§ What to work on:
In the records below, find the line with "for those conventions" and the line with "pub fn new(path: impl". Print both exactly, along with every line between them, and no other line.

Collection entries
________________________
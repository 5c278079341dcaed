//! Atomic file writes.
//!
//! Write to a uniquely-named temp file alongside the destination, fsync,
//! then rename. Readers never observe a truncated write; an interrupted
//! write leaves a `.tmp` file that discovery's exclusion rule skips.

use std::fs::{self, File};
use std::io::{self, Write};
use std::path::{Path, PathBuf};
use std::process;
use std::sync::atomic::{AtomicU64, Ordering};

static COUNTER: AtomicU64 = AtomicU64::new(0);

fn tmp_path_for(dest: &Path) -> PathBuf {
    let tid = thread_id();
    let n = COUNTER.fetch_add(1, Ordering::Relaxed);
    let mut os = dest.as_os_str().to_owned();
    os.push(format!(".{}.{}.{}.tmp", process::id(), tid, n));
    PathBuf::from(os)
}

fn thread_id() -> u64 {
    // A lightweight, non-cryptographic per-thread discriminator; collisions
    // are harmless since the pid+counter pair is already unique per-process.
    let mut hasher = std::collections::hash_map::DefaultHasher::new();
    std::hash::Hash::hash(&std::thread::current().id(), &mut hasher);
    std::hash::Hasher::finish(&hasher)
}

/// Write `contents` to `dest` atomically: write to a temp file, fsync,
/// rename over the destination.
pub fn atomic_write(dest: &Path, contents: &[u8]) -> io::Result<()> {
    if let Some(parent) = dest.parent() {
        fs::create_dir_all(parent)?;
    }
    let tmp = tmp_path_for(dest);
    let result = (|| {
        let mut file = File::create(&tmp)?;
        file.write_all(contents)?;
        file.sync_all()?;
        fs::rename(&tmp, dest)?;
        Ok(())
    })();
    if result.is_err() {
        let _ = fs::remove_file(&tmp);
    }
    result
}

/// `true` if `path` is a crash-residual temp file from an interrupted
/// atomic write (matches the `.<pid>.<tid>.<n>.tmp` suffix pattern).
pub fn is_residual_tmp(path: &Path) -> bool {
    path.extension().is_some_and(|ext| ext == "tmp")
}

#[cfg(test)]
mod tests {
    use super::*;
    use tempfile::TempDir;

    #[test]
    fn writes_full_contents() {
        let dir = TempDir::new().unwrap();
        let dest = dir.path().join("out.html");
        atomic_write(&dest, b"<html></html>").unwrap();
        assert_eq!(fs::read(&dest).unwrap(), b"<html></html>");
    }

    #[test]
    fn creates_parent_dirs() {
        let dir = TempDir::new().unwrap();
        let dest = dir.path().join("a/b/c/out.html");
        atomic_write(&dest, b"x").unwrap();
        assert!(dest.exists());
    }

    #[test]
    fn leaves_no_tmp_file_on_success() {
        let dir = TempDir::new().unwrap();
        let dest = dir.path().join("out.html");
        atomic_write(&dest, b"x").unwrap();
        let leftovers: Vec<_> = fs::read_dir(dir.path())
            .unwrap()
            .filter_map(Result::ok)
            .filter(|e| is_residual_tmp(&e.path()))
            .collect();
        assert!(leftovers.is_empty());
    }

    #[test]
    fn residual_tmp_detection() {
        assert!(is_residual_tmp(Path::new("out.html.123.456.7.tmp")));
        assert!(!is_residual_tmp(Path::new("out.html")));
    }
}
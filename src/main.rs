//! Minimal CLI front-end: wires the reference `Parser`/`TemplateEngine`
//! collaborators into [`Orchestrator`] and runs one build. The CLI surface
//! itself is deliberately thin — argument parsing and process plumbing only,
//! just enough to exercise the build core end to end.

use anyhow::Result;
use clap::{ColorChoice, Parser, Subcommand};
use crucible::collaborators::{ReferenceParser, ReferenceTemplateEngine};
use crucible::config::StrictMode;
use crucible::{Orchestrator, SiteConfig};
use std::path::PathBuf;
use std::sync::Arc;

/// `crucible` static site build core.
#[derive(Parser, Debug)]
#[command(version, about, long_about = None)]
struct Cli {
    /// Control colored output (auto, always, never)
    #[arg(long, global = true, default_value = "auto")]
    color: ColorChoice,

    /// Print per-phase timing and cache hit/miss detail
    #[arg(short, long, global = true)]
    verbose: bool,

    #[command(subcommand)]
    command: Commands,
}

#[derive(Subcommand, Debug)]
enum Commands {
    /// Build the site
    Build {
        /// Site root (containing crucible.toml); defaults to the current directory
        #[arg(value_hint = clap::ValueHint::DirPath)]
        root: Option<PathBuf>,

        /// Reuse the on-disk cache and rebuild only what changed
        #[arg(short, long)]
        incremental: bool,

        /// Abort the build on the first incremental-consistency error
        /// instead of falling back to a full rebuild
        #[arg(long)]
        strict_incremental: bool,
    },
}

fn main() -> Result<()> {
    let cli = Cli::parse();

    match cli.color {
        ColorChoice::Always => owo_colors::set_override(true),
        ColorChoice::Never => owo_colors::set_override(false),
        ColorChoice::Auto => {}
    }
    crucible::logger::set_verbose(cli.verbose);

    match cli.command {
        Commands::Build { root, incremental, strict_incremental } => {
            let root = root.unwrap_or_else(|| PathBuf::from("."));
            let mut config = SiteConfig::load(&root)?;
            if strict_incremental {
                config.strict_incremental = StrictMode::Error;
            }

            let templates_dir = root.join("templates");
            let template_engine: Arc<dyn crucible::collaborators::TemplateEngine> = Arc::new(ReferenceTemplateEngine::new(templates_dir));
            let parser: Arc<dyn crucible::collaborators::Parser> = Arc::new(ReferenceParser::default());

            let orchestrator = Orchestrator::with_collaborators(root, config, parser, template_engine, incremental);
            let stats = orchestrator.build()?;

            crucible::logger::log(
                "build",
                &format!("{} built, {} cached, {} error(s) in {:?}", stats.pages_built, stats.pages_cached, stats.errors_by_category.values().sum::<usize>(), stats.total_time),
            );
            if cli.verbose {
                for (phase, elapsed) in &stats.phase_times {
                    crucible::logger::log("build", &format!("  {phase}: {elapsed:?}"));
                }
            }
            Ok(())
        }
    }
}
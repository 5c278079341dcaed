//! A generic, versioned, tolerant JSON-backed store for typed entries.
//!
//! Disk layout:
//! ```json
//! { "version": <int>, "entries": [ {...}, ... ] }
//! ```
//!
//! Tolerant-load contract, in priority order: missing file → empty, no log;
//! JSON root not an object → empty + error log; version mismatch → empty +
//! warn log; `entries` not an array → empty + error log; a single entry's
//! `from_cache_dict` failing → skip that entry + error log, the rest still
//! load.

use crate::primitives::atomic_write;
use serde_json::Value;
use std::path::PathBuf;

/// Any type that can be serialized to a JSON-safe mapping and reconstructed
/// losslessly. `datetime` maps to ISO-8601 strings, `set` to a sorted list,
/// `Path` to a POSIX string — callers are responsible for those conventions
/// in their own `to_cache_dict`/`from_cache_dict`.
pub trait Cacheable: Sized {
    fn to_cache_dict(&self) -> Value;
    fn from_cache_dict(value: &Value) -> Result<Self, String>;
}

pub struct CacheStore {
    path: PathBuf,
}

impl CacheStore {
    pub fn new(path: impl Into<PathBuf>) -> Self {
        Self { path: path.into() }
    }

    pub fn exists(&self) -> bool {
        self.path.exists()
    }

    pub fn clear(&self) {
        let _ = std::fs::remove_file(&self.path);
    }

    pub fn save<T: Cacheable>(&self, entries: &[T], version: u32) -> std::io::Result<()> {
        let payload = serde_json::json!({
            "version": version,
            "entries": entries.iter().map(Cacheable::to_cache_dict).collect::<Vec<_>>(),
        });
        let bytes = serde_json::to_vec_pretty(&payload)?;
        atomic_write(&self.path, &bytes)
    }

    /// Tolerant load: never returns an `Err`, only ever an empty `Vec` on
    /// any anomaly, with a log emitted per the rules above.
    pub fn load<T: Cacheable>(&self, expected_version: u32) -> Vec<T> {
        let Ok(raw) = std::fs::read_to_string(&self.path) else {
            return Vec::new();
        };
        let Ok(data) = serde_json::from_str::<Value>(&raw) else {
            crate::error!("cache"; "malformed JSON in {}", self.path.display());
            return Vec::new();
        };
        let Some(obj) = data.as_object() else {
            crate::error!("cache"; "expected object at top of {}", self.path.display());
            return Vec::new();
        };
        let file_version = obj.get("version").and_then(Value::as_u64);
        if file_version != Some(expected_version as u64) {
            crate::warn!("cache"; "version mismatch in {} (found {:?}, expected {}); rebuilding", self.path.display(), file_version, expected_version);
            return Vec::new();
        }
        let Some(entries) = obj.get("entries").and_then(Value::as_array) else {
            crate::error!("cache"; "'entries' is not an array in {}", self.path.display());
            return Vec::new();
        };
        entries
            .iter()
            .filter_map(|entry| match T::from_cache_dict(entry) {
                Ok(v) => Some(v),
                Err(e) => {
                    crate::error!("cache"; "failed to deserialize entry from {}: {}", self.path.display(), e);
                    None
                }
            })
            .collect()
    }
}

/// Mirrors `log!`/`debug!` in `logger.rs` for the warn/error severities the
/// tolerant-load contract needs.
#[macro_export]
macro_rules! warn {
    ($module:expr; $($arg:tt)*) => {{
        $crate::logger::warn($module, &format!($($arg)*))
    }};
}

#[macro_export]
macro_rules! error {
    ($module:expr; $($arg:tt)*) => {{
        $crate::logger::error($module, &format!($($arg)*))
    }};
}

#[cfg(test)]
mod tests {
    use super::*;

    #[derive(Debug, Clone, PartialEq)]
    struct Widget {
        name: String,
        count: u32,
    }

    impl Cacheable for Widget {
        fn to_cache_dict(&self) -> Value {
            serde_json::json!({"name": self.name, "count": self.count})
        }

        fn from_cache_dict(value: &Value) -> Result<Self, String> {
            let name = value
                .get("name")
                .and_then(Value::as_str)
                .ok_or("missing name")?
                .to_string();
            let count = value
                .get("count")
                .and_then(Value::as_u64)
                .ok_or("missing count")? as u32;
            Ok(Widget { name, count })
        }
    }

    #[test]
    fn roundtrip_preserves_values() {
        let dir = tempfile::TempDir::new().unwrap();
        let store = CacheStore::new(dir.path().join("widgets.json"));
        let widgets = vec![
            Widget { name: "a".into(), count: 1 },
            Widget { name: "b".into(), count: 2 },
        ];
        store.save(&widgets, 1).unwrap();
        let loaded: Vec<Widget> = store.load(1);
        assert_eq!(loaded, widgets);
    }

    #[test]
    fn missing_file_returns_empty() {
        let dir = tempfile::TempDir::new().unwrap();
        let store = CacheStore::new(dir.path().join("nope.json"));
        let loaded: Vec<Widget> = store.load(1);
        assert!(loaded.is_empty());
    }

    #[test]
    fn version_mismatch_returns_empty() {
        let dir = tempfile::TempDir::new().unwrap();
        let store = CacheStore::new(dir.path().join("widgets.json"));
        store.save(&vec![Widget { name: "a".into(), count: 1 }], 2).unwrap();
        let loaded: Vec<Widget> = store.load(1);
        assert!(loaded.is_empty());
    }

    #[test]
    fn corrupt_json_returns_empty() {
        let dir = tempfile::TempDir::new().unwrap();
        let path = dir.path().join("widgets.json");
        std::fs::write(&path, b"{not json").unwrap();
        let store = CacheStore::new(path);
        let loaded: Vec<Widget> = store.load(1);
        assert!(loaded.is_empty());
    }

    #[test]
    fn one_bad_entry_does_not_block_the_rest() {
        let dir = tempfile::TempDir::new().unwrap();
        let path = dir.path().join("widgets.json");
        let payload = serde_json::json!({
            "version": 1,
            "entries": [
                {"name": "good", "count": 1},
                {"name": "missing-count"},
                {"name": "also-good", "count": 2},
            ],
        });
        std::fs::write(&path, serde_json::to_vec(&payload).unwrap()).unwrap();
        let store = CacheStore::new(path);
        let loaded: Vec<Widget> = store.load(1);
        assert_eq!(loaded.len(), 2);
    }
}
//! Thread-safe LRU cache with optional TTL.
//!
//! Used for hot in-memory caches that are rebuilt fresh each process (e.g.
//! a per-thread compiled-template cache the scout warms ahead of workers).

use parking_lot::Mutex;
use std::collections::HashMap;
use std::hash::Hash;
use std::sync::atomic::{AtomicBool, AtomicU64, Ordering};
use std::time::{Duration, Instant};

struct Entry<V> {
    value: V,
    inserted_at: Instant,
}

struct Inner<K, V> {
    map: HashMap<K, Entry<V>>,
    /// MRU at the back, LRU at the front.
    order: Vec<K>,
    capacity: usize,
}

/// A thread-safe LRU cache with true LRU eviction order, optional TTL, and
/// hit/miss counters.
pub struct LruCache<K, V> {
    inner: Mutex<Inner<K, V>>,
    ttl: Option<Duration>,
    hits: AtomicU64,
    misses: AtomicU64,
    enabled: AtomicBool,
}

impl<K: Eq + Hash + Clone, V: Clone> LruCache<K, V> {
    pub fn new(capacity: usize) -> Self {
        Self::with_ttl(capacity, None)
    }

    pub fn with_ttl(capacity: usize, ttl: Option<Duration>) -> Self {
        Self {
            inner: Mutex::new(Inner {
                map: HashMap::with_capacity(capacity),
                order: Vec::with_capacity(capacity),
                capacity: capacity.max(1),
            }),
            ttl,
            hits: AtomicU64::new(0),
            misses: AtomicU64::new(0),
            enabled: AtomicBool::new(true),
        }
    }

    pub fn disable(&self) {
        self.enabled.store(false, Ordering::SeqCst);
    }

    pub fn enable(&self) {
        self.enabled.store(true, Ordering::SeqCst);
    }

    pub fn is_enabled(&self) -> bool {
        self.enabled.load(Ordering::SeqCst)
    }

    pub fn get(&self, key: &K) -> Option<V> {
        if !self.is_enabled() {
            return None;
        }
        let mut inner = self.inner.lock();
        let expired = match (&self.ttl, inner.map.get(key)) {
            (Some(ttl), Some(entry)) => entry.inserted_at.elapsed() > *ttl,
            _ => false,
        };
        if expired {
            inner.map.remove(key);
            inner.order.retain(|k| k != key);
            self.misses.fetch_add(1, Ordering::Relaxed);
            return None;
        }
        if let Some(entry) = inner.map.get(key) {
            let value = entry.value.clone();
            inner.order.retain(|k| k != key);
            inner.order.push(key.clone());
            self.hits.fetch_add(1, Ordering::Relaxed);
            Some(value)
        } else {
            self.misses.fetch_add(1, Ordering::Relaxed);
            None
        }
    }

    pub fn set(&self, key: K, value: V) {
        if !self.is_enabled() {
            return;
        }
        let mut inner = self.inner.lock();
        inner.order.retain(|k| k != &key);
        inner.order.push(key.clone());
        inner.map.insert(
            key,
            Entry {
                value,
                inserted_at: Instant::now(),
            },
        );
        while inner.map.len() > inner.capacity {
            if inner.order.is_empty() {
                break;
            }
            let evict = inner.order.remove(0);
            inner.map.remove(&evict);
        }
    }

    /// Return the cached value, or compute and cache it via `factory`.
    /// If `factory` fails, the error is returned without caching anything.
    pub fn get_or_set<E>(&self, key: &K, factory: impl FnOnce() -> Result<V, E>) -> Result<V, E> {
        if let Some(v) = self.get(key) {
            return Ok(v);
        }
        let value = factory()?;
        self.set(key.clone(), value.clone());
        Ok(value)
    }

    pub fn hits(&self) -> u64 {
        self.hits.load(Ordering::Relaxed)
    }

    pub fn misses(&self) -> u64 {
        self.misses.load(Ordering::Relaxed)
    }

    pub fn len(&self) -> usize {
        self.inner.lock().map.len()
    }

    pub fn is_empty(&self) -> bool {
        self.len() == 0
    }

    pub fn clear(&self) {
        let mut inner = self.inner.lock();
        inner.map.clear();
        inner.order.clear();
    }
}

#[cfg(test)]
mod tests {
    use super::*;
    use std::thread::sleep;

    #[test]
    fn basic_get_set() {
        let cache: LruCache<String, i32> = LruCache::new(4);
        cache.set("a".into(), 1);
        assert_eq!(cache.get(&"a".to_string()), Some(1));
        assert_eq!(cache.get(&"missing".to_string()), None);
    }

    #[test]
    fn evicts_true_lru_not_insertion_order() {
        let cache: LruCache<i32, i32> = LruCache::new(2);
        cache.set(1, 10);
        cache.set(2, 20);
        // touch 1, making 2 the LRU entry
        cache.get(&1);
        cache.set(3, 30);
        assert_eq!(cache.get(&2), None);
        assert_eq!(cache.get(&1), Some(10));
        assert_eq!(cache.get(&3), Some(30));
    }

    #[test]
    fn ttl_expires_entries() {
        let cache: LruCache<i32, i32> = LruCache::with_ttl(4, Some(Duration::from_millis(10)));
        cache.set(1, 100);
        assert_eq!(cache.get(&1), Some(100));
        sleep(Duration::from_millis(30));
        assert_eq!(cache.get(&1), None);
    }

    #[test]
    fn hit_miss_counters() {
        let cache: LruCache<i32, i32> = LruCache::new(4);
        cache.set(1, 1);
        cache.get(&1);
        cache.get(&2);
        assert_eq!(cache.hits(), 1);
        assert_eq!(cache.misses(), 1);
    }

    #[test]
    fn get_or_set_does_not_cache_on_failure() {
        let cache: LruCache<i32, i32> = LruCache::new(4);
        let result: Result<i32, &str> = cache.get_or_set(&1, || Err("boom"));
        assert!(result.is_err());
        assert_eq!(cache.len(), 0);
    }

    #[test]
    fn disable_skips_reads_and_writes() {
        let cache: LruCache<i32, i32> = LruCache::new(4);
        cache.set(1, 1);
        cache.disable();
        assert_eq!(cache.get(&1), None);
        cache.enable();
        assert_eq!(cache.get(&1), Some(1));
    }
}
________________________
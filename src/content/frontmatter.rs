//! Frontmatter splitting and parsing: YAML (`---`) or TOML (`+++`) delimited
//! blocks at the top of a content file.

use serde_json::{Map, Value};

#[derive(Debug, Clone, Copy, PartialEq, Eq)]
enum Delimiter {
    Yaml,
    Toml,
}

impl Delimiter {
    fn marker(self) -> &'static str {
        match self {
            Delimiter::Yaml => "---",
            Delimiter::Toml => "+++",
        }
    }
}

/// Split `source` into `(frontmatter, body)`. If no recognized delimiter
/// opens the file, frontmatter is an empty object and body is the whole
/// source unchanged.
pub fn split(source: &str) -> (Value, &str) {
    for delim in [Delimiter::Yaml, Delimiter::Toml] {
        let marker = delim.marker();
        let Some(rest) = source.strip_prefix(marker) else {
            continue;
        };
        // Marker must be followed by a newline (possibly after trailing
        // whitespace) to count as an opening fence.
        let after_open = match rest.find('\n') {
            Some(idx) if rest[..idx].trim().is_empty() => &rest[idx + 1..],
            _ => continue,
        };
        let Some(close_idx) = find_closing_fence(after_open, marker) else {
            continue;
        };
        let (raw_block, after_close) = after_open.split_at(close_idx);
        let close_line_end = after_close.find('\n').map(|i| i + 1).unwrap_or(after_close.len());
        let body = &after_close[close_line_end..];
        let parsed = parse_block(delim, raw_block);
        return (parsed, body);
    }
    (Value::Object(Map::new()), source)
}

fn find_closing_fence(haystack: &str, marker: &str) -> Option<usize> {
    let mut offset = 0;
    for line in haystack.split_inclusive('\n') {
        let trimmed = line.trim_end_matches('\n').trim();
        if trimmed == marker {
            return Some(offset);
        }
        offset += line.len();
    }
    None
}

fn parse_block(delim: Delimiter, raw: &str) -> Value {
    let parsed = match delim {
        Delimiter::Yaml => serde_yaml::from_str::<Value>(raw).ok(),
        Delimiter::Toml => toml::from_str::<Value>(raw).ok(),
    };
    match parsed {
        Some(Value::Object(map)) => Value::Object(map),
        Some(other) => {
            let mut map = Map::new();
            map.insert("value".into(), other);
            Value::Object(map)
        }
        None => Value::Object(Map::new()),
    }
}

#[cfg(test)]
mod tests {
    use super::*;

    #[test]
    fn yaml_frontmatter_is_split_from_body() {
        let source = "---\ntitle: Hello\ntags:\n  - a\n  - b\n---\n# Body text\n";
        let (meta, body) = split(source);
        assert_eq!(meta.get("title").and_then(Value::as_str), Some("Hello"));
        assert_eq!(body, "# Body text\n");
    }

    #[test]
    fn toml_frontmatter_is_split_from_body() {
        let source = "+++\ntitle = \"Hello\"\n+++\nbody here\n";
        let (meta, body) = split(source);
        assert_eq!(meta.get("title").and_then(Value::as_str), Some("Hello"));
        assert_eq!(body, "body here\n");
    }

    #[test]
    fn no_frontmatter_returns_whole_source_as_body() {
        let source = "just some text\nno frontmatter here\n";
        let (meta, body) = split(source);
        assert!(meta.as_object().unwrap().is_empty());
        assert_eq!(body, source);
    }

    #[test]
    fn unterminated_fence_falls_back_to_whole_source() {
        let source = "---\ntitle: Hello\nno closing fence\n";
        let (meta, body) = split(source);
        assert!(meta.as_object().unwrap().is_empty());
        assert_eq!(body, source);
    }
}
________________________
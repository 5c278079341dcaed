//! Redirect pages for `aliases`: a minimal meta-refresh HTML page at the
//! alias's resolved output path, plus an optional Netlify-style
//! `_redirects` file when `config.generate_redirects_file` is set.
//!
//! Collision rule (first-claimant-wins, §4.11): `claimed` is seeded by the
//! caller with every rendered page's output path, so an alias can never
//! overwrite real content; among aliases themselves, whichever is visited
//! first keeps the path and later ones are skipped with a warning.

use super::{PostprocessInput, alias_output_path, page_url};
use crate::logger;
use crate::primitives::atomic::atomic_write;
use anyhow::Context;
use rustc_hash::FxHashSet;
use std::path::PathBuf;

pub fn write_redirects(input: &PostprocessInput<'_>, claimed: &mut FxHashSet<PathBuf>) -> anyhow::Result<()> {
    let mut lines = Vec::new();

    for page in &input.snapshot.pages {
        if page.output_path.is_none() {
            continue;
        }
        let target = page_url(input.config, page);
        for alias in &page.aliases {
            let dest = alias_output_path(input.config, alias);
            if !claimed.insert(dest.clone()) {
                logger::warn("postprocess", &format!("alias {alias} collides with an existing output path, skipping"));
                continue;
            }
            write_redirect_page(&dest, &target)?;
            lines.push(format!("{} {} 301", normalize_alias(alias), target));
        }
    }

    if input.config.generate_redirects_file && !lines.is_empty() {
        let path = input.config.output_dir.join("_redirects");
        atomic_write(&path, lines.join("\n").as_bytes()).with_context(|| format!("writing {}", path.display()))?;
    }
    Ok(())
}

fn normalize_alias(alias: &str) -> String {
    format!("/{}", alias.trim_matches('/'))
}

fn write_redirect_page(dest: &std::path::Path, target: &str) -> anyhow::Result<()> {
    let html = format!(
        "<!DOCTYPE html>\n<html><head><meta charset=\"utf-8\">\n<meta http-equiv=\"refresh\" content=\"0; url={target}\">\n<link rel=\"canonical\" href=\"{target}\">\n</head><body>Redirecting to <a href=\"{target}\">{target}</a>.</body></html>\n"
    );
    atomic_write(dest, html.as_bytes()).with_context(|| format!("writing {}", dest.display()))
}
________________________
§ Solution for this exercise:
/// `Path` to a POSIX string — callers are responsible for those conventions
/// in their own `to_cache_dict`/`from_cache_dict`.
pub trait Cacheable: Sized {
    fn to_cache_dict(&self) -> Value;
    fn from_cache_dict(value: &Value) -> Result<Self, String>;
}

pub struct CacheStore {
    path: PathBuf,
}

impl CacheStore {
    pub fn new(path: impl Into<PathBuf>) -> Self {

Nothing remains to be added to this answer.